SELECTED BY REV. J. H. VINCENT, D.D.


[October 7.]
“TENDENCIES TO ERROR.”

By Rev. WILLIAM FRASER, LL.D.

“Let no one, upon a weak conceit of sobriety or an ill-applied moderation, think or maintain that a man can search too far, or be too well studied in the book of God’s word, or in the book of God’s works—divinity or philosophy—but rather let men endeavor an endless progress or proficiency in both; only let them beware that they apply both to charity and not to arrogance; to use, and not to ostentation; and again, that they do not mingle or confound these learnings together.”—Bacon.

Many have lost their early faith in the Bible and are following its guidance with faltering footstep. Between them and hitherto accepted truths the sciences have been placing apparently insurmountable obstacles. The trustful simplicity with which they once read the sacred record has almost perished. Inferences by the man of science, conflicting with the interpretations of scripture by the theologian, have rudely shaken their most cherished convictions. They are not infidels, they are not skeptics, for doubt is distasteful to them, they long for more definite expositions and a firmer faith.

Such, possibly, may be some of you. In the midst of such discussions as are at present in progress, perplexity is not unnatural. Your most anxiously sustained investigations have hitherto only multiplied difficulties, and a sense of responsibility alone constrains you to linger over conclusions from which your judgment recoils. This hesitancy of belief may be at the outset disheartening; yet it may be inseparable from that clearness of insight and that force of character which, in the end, commonly create the stablest convictions, and evoke adequate proof to shield them. To shun or to denounce you because you can not acquiesce in what we believe is inconsistent, not only with the lessons of philosophy, but with his example to “bear witness to the truth.”

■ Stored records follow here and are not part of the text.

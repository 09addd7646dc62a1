// libs/appointment-cell/src/services/access.rs
//
// Authorization rules per engine operation. Pure functions over the caller
// context so they can be exercised without a store or a transport.

use uuid::Uuid;

use crate::error::AppointmentError;
use crate::models::{Appointment, CallerContext};

/// Booking for a pet requires owning it unless the caller is an admin.
pub fn authorize_booking(caller: &CallerContext, pet_id: Uuid) -> Result<(), AppointmentError> {
    if caller.is_admin() || caller.owns_pet(pet_id) {
        Ok(())
    } else {
        Err(AppointmentError::Forbidden(
            "You can only book appointments for your own pets".to_string(),
        ))
    }
}

/// Reading, rescheduling and cancelling go through the pet the appointment is tied to.
pub fn authorize_access(caller: &CallerContext, appointment: &Appointment) -> Result<(), AppointmentError> {
    if caller.is_admin() || caller.owns_pet(appointment.pet_id) {
        Ok(())
    } else {
        Err(AppointmentError::Forbidden(
            "Not authorized to access this appointment".to_string(),
        ))
    }
}

/// Pets a listing is restricted to; `None` for admins.
pub fn list_scope(caller: &CallerContext) -> Option<std::collections::HashSet<Uuid>> {
    if caller.is_admin() {
        None
    } else {
        Some(caller.owned_pet_ids.clone())
    }
}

What is your duty, with the natural sciences on the one hand, appealing so largely to your reason, and the scriptures on the other hand, appealing so constantly to your faith? Obviously, to depreciate neither, but to welcome both the sciences and the scriptures, to ascertain their harmony, to note their differences, and to accept all the treasures of truth which they may bring. Indifference is inexcusable as is excessive zeal, and apathy as antagonism.

The Bible, free to us as are the fields of science, challenges the severest scrutiny. It is the boldest of books, and demands the application of every test. As it is the most comprehensive history in the world, and gives amplest scope for research; as its earliest records are the oldest in existence, and its latest prophecies shed light far into the future; as it touches depths and reaches heights which no other book can approach; as it brings into closest connection the visible and invisible, natural law and supernatural force, the condition of man and the character of God, it is exposed to assaults which no other book can bear.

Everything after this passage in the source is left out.